Chuanhai Liu

Written by: Allison Cummins, M.S. candidate in Statistics

Chuanhai Liu

Chuanhai Liu

Professor Chuanhai Liu enjoys working in many different areas of statistics including foundations of statistical inference, model building, and computational statistics.

Many statisticians agree inference regarding the unknown mean µ of the Gaussian model N(µ, 1) with unit variance from a single observation X is straightforward. The problem is more interesting and challenging if there is additional information available, such as 0 ≤ µ ≤ 1 or µ ~ N(0, τ2) with τ2 unknown and to be inferred. A careful look at these and related problems is to be available soon in a technical report prepared by Professor Liu and his collaborators Ph.D. candidate Duncan Leaf and Jun Hui. Professor Liu believes that a sound inferential theory is needed to resolve contemporary statistical problems that arise when working with massive data.

Since he joined the Department of Statistics at Purdue in August, 2005, Professor Liu has been collaborating with Professor Arthur P. Dempster at Harvard University on the Dempster-Shafer (DS) theory of belief functions, a successor of Fisher's fiducial inference. During the past three years, he and his associates at Purdue proposed the methods of Weak Belief (WB) and Maximal Belief (MB) for DS inference. The current versions of the methods are made available in the two technical reports: Dempster-Shafer Inference with Weak Beliefs by Liu and Ph.D. candidate Jianchun Zhang (2008) and Situation-Specific Inference using Dempster-Shafer Theory by Liu, and Ph.D. candidates Ryan Martin and Jianchun Zhang (2008). Professor Liu and his collaborators are considering MB approaches to a number of classical problems such as nonparametric one-sample significant test, linear regression and variable selection, inference with multivariate normal models for continuous data and multinomial models for discrete data, and constrained statistical inference.

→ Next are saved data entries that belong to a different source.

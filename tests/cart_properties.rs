//! Properties that hold for any sequence of cart operations.

use std::num::NonZeroU32;

use rust_decimal::Decimal;
use rust_decimal_macros::dec;
use testresult::TestResult;

use cartage::prelude::*;

fn catalog() -> Inventory {
    [
        CatalogItem::new("tee", "Tee", "Cotton tee", dec!(18.00), 10),
        CatalogItem::new("hoodie", "Hoodie", "Zip hoodie", dec!(45.50), 10),
        CatalogItem::new("socks", "Socks", "Crew socks", dec!(9.99), 10),
    ]
    .into_iter()
    .collect()
}

fn sum_of_lines(cart: &Cart) -> Decimal {
    cart.items()
        .iter()
        .map(|line| line.price * Decimal::from(line.quantity.get()))
        .sum()
}

#[test]
fn adding_then_removing_n_units_restores_cart() -> TestResult {
    let inventory = catalog();
    let hoodie = inventory.try_get("hoodie")?;
    let start = Cart::new("u").add_item(inventory.try_get("tee")?);

    for n in 1..=5 {
        let quantity = NonZeroU32::new(n).ok_or("zero quantity")?;
        let mut cart = start.add_items(hoodie, quantity);

        for _ in 0..n {
            cart = cart.remove_item(hoodie);
        }

        assert_eq!(cart, start, "cart not restored after {n} removals");
    }

    Ok(())
}

#[test]
fn subtotal_tracks_lines_through_any_sequence() -> TestResult {
    let inventory = catalog();
    let tee = inventory.try_get("tee")?;
    let hoodie = inventory.try_get("hoodie")?;
    let socks = inventory.try_get("socks")?;
    let three = NonZeroU32::new(3).ok_or("zero quantity")?;

    let steps: Vec<Box<dyn Fn(&Cart) -> Cart>> = vec![
        Box::new(|cart: &Cart| cart.add_item(tee)),
        Box::new(|cart: &Cart| cart.add_items(socks, three)),
        Box::new(|cart: &Cart| cart.add_item(tee)),
        Box::new(|cart: &Cart| cart.remove_item("socks")),
        Box::new(|cart: &Cart| cart.add_item_merged(hoodie, three)),
        Box::new(|cart: &Cart| cart.remove_item(tee)),
        Box::new(|cart: &Cart| cart.remove_item("missing")),
        Box::new(|cart: &Cart| cart.add_item_merged(hoodie, NonZeroU32::MIN)),
    ];

    let mut cart = Cart::new("u");

    for step in &steps {
        cart = step(&cart);

        assert_eq!(cart.sub_total(), sum_of_lines(&cart), "subtotal drifted");
    }

    assert_eq!(cart.sub_total(), dec!(201.98));

    Ok(())
}

#[test]
fn repeated_code_always_fails_second_time() -> TestResult {
    let inventory = catalog();
    let first = Cart::new("u").add_coupon(Coupon::new("SAVE").with_flat(dec!(1)))?;

    let after_changes = first
        .add_item(inventory.try_get("tee")?)
        .add_coupon(Coupon::new("OTHER"))?
        .set_shipping_cost(dec!(3))
        .remove_coupon_code("OTHER");

    let different_rule = Coupon::new("SAVE").with_percent(dec!(50));

    assert!(matches!(
        after_changes.add_coupon(different_rule),
        Err(CartError::DuplicateCoupon(code)) if code == "SAVE"
    ));

    Ok(())
}

#[test]
fn removing_absent_coupon_is_noop() -> TestResult {
    let cart = Cart::new("u").add_coupon(Coupon::new("KEEP"))?;

    assert_eq!(cart.remove_coupon(&Coupon::new("GONE")), cart);

    Ok(())
}

#[test]
fn removed_coupon_can_be_added_again() -> TestResult {
    let coupon = Coupon::new("AGAIN").with_flat(dec!(2));
    let cart = Cart::new("u")
        .add_coupon(coupon.clone())?
        .remove_coupon(&coupon)
        .add_coupon(coupon)?;

    assert_eq!(cart.coupons().len(), 1);

    Ok(())
}

#[test]
fn flat_plus_percent_never_beats_percent_alone() -> TestResult {
    let inventory = catalog();
    let cart = Cart::new("u")
        .add_item(inventory.try_get("hoodie")?)
        .add_item(inventory.try_get("socks")?);

    for flat in [dec!(0), dec!(0.01), dec!(5), dec!(55.49)] {
        for percent in [dec!(0), dec!(5), dec!(12.5), dec!(100)] {
            let percent_only = cart
                .add_coupon(Coupon::new("P").with_percent(percent))?
                .totals(Decimal::ZERO);
            let both = cart
                .add_coupon(Coupon::new("F").with_flat(flat))?
                .add_coupon(Coupon::new("P").with_percent(percent))?
                .totals(Decimal::ZERO);

            assert!(
                both.discounted_subtotal <= percent_only.discounted_subtotal,
                "flat {flat} + percent {percent} produced a higher subtotal"
            );
        }
    }

    Ok(())
}

#[test]
fn free_shipping_zeroes_any_shipping_cost() -> TestResult {
    let cart = Cart::new("u").add_coupon(Coupon::new("SHIP").with_free_shipping())?;

    for cost in [Decimal::ZERO, dec!(0.01), dec!(5.99), dec!(1000)] {
        let totals = cart.set_shipping_cost(cost).totals(dec!(0.2));

        assert_eq!(totals.shipping_charged, Decimal::ZERO, "charged for {cost}");
    }

    Ok(())
}

#[test]
fn operations_never_change_their_input() -> TestResult {
    let inventory = catalog();
    let cart = Cart::new("u").add_item(inventory.try_get("tee")?);
    let snapshot = cart.clone();

    let _changed = cart
        .add_item(inventory.try_get("socks")?)
        .remove_item("tee")
        .add_coupon(Coupon::new("C"))?
        .set_shipping_cost(dec!(1))
        .compute_total(dec!(0.1));

    assert_eq!(cart, snapshot);

    Ok(())
}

Professor Liu has tremendous interest in statistical computation, including optimization and stochastic simulation, which are key to carrying out statistical inference. He and his collaborators developed two major extensions of the famous Expectation Maximization (EM) algorithm, namely, the ECME algorithm (Liu and Rubin, 1994) and the PX-EM algorithm (Liu, Rubin, and Wu, 1998). Additionally, Liu and collaborator, Scott Vander Wiel, Los Alamos National Laboratory, (Liu and Vander Wiel, 2007) made some contributions to resolving two fundamental problems in the Quasi-Newton algorithm. Their statistical consideration of the optimization problem led to a new Quasi-Newton algorithm, called Statistical Quasi-Newton, which outperforms the well-known BFGS algorithm.

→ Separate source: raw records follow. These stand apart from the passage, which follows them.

//! Cartage CLI

use std::{io, process::ExitCode};

use tracing::error;

use crate::cli::{Cli, logging};

mod cli;

fn main() -> ExitCode {
    let cli = match Cli::load() {
        Ok(cli) => cli,
        Err(error) => {
            // clap routes --help and --version through here as well
            _ = error.print();

            return if error.use_stderr() {
                ExitCode::FAILURE
            } else {
                ExitCode::SUCCESS
            };
        }
    };

    if let Err(error) = logging::init_subscriber(&cli.logging) {
        #[expect(
            clippy::print_stderr,
            reason = "logging not initialized, must use eprintln for setup errors"
        )]
        {
            eprintln!("Logging error: {error}");
        }

        return ExitCode::FAILURE;
    }

    let mut out = io::stdout().lock();

    match cli.run(&mut out) {
        Ok(()) => ExitCode::SUCCESS,
        Err(error) => {
            error!(%error, "command failed");

            #[expect(
                clippy::print_stderr,
                reason = "errors must reach the user even when logging is filtered out"
            )]
            {
                eprintln!("Error: {error}");
            }

            ExitCode::FAILURE
        }
    }
}
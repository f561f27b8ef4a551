//! Items

use std::num::NonZeroU32;

use rust_decimal::Decimal;
use serde::{Deserialize, Serialize};

use crate::catalog::CatalogItem;

/// Anything that can be matched against cart lines by id.
pub trait Identified {
    /// Identity key shared by catalog items and cart lines.
    fn id(&self) -> &str;
}

impl Identified for str {
    fn id(&self) -> &str {
        self
    }
}

/// A snapshot of a catalog item held in a cart, with a quantity.
#[derive(Debug, Clone, PartialEq, Eq, Serialize, Deserialize)]
pub struct CartLineItem {
    /// Catalog identifier
    pub id: String,

    /// Title at the time the item was added
    pub title: String,

    /// Description at the time the item was added
    pub description: String,

    /// Unit price at the time the item was added
    pub price: Decimal,

    /// Number of units on this line, never zero
    pub quantity: NonZeroU32,
}

impl CartLineItem {
    /// Snapshot a catalog item with the given quantity.
    pub fn from_catalog(item: &CatalogItem, quantity: NonZeroU32) -> Self {
        Self {
            id: item.id.clone(),
            title: item.title.clone(),
            description: item.description.clone(),
            price: item.price,
            quantity,
        }
    }

    /// Price multiplied by quantity.
    pub fn line_total(&self) -> Decimal {
        self.price * Decimal::from(self.quantity.get())
    }

    /// Returns this line with one fewer unit, or `None` once it would reach zero.
    #[must_use]
    pub fn decremented(&self) -> Option<Self> {
        let quantity = NonZeroU32::new(self.quantity.get() - 1)?;

        Some(Self {
            quantity,
            ..self.clone()
        })
    }
}

impl Identified for CartLineItem {
    fn id(&self) -> &str {
        &self.id
    }
}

EM algorithms use iterations of "imputed" complete data to find the Maximum Likelihood Estimate (MLE) of an unknown parameter in the sampling model for the observed data. For some closed forms of this optimization problem, the unknown parameter can be obtained. For models that do not have a closed form, optimization is not as straight-forward. For example, the MLE of the parameter µ in N(µ, 1) is the sample mean when the sample x1,...,xn is fully observed. When some of the data points are not fully observed, e.g., when an interval is censored, the MLE of µ does not have a closed form solution. In this case, the EM algorithm can be implemented to iteratively "impute" the incomplete data and update the estimate of µ.

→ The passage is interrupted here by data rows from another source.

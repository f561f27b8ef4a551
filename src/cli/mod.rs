use std::{io::Write, path::PathBuf};

use clap::{Parser, Subcommand};
use thiserror::Error;

use cartage::{
    fixtures::FixtureError,
    receipt::{ReceiptError, parse_currency},
    store::StoreError,
    validate::ValidationError,
};

use crate::cli::config::LoggingConfig;

mod checkout;
pub(crate) mod config;
mod inventory;
pub(crate) mod logging;
mod show;

/// Errors reported by the command line.
#[derive(Debug, Error)]
pub(crate) enum CliError {
    /// Fixture files could not be loaded or replayed.
    #[error(transparent)]
    Fixture(#[from] FixtureError),

    /// Receipt could not be rendered.
    #[error(transparent)]
    Receipt(#[from] ReceiptError),

    /// Cart store could not be read or written.
    #[error(transparent)]
    Store(#[from] StoreError),

    /// Command line value failed validation.
    #[error(transparent)]
    Validation(#[from] ValidationError),

    /// Output could not be flushed.
    #[error("failed to write output: {0}")]
    Io(#[from] std::io::Error),

    /// Store holds no cart for the requested user.
    #[error("no saved cart for user: {0}")]
    NoSavedCart(String),
}

/// Cartage shopping cart CLI
#[derive(Debug, Parser)]
#[command(name = "cartage", about = "Cartage shopping cart CLI", long_about = None)]
pub(crate) struct Cli {
    /// Logging output settings.
    #[command(flatten)]
    pub(crate) logging: LoggingConfig,

    /// Fixture base directory
    #[arg(long, env = "CARTAGE_FIXTURES", default_value = "./fixtures")]
    fixtures: PathBuf,

    /// Display currency (GBP, USD, EUR)
    #[arg(long, env = "CARTAGE_CURRENCY", default_value = "USD")]
    currency: String,

    #[command(subcommand)]
    command: Commands,
}

#[derive(Debug, Subcommand)]
enum Commands {
    /// Replay a cart fixture and print its receipt
    Checkout(checkout::CheckoutArgs),

    /// Print a catalog fixture
    Inventory(inventory::InventoryArgs),

    /// Print the receipt for a saved cart
    Show(show::ShowArgs),
}

impl Cli {
    /// Load configuration from `.env`, the environment and CLI arguments
    pub(crate) fn load() -> Result<Self, clap::Error> {
        // Load .env file if present (ignore if missing)
        _ = dotenvy::dotenv();

        Self::try_parse()
    }

    pub(crate) fn run(self, out: &mut impl Write) -> Result<(), CliError> {
        let currency = parse_currency(&self.currency)?;

        match self.command {
            Commands::Checkout(args) => checkout::run(args, self.fixtures, currency, out),
            Commands::Inventory(args) => inventory::run(&args, self.fixtures, currency, out),
            Commands::Show(args) => show::run(args, currency, out),
        }?;

        out.flush()?;

        Ok(())
    }
}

In each step the model is made simpler by recovering more missing data; however, the convergence is slower with larger amounts of missing data. Variations of EM algorithms developed by Professor Liu and his collaborators are used to try to make the iterative process converge at a faster rate. After joining Purdue's Department of Statistics, Professor Liu continued to work in the EM area with one of his Ph.D. students, Yunxiao He. They extended (1) Liu's method (Liu, 1998) for computing the variance-covariance matrix associated with MLE of parameters, and (2) the ECME algorithm to dynamically construct ECME partitions for faster convergence.

Technical advances in Markov Chain Monte Carlo (MCMC) methods have made Bayesian methods more popular than ever. Along with a sensible prior distribution for the unknown parameter in a sampling model for the observed data, Bayesian inference is carried out by first computing the posterior distribution of the unknown parameter given the observed data. Typically, inference amounts to looking at lower dimensional space, specifically, the marginal distributions which are found using integration. Because calculating the integral is not always straightforward, the Monte Carlo method, which takes random draws from the distribution in question, is used to approximate the integral. Earlier work of Professor Liu on MCMC focused on variations of the Gibbs sampler, which can be viewed as stochastic versions of variations to the EM algorithm. For example, motivated by the PX-EM algorithm, Professor Liu proposed the Alternating Subspace-Spanning Resampling algorithm (Liu, 2003) to accelerate MCMC simulation.

Ideally, independent draws from a distribution are desired; however, it is difficult to take independent draws from the same distribution, and thus a Markov Chain Monte Carlo method is used to simulate draws by walking in a parameter space to obtain dependent points. Because these points are dependent, one would need more draws than if they were independent; however, both can be used to estimate the integral.

Recently, Professor Liu has been working with Ph.D. candidate Andrew Lewandowski to investigate the MCMC method. When independent draws are taken from a distribution, one can analyze how accurate the approximation is and can easily compute the expected value and variance. When dependent draws are taken, the variance is more difficult to compute because the draws are correlated. Currently, most algorithms look only at the last iteration to find the next observation and fail to use the past sequence of iterations. Professor Liu and Andrew Lewandowski are currently working on deriving a faster, more efficient, and reliable approximation to integration. They are striving to use the previously collected data points to obtain a better observation in the next iteration of the algorithm and create an IID sample from the target distribution at the point the algorithm converges.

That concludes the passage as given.